» **Description of the task**: Repeat the entries below exactly. Begin with the first line and end with the line that contains "by the merge.".

» **Available data**:

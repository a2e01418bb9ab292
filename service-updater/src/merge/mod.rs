//! Deterministic merge of stage outputs into one persistence write.
//!
//! Each rule is a pure function over generated JSON and the current record:
//! details fields are copied only when present, the funnel's FAQ sections are
//! back-filled from the `faqs` result, pricing tiers are normalized, the
//! pricing mode is detected, and FAQ rows are produced for a replace-all write.

mod faqs;
mod pricing;

pub use faqs::{
    backfill_funnel_faqs, extract_faq_items, faq_records, has_faq_sections, FaqItem,
    DEFAULT_FAQ_TITLES,
};
pub use pricing::{detect_pricing_mode, normalize_pricing_tiers, parse_price};

use serde_json::Value;

use crate::config::UpdaterConfig;
use crate::core::{FaqRecord, ServiceRecord, ServiceUpdate};

/// Outputs of the generation stages for one entity. A failed stage is `None`.
#[derive(Debug, Clone, Default, PartialEq)]
pub struct StageOutputs {
    /// `details` result.
    pub details: Option<Value>,
    /// `disclaimer` result.
    pub disclaimer: Option<Value>,
    /// `funnel` result.
    pub funnel: Option<Value>,
    /// `faqs` result.
    pub faqs: Option<Value>,
}

/// Caps applied by the merge.
#[derive(Debug, Clone, Copy, PartialEq, Eq)]
pub struct MergeLimits {
    /// Maximum pricing tiers kept.
    pub max_pricing_tiers: usize,
    /// Maximum FAQ rows persisted.
    pub max_faqs: usize,
}

impl Default for MergeLimits {
    fn default() -> Self {
        Self {
            max_pricing_tiers: 4,
            max_faqs: 10,
        }
    }
}

impl From<&UpdaterConfig> for MergeLimits {
    fn from(config: &UpdaterConfig) -> Self {
        Self {
            max_pricing_tiers: config.max_pricing_tiers,
            max_faqs: config.max_faqs,
        }
    }
}

/// What to write for one entity.
#[derive(Debug, Clone, Default, PartialEq)]
pub struct MergePlan {
    /// Partial field update, submitted as one write.
    pub update: ServiceUpdate,
    /// FAQ rows replacing all existing ones; `None` leaves them untouched.
    pub faqs: Option<Vec<FaqRecord>>,
}

/// Builds the persistence write for `existing` from the stage outputs.
#[must_use]
pub fn plan_merge(existing: &ServiceRecord, outputs: &StageOutputs, limits: MergeLimits) -> MergePlan {
    let mut update = ServiceUpdate::default();

    if let Some(details) = &outputs.details {
        copy_details(details, &mut update, limits);
    }

    if let Some(disclaimer) = &outputs.disclaimer {
        update.disclaimer_id = string_field(disclaimer, "disclaimer_id")
            .or_else(|| string_field(disclaimer, "id"));
    }

    let faq_items = outputs
        .faqs
        .as_ref()
        .map(extract_faq_items)
        .unwrap_or_default();

    if let Some(funnel) = &outputs.funnel {
        let mut funnel = funnel.clone();
        backfill_funnel_faqs(&mut funnel, &faq_items);
        update.funnel_content = Some(funnel);
    }

    if let Some(tiers) = &update.pricing_tiers {
        update.pricing_mode = detect_pricing_mode(existing.pricing_mode, tiers);
    }

    let faqs = (!faq_items.is_empty()).then(|| faq_records(&faq_items, limits.max_faqs));

    MergePlan { update, faqs }
}

fn copy_details(details: &Value, update: &mut ServiceUpdate, limits: MergeLimits) {
    update.description = string_field(details, "description");
    update.roi = string_field(details, "roi");
    update.duration = string_field(details, "duration");
    update.price_duration = string_field(details, "price_duration");
    update.retail_price = details.get("retail_price").and_then(parse_price);

    update.tags = details
        .get("tags")
        .and_then(Value::as_array)
        .map(|tags| {
            tags.iter()
                .filter_map(Value::as_str)
                .map(str::trim)
                .filter(|t| !t.is_empty())
                .map(str::to_string)
                .collect::<Vec<_>>()
        })
        .filter(|tags| !tags.is_empty());

    update.pricing_tiers = details
        .get("pricing_tiers")
        .and_then(Value::as_array)
        .map(|raw| normalize_pricing_tiers(raw, limits.max_pricing_tiers))
        .filter(|tiers| !tiers.is_empty());
}

fn string_field(value: &Value, key: &str) -> Option<String> {
    value
        .get(key)
        .and_then(Value::as_str)
        .map(str::trim)
        .filter(|s| !s.is_empty())
        .map(str::to_string)
}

» **Solution for this problem**:
repository a2e01418bb9ab292
filename service-updater/src/merge/mod.rs
//! Deterministic merge of stage outputs into one persistence write.
//!
//! Each rule is a pure function over generated JSON and the current record:
//! details fields are copied only when present, the funnel's FAQ sections are
//! back-filled from the `faqs` result, pricing tiers are normalized, the
//! pricing mode is detected, and FAQ rows are produced for a replace-all write.

mod faqs;
mod pricing;

pub use faqs::{
    backfill_funnel_faqs, extract_faq_items, faq_records, has_faq_sections, FaqItem,
    DEFAULT_FAQ_TITLES,
};
pub use pricing::{detect_pricing_mode, normalize_pricing_tiers, parse_price};

use serde_json::Value;

use crate::config::UpdaterConfig;
use crate::core::{FaqRecord, ServiceRecord, ServiceUpdate};

/// Outputs of the generation stages for one entity. A failed stage is `None`.
#[derive(Debug, Clone, Default, PartialEq)]
pub struct StageOutputs {
    /// `details` result.
    pub details: Option<Value>,
    /// `disclaimer` result.
    pub disclaimer: Option<Value>,
    /// `funnel` result.
    pub funnel: Option<Value>,
    /// `faqs` result.
    pub faqs: Option<Value>,
}

/// Caps applied by the merge.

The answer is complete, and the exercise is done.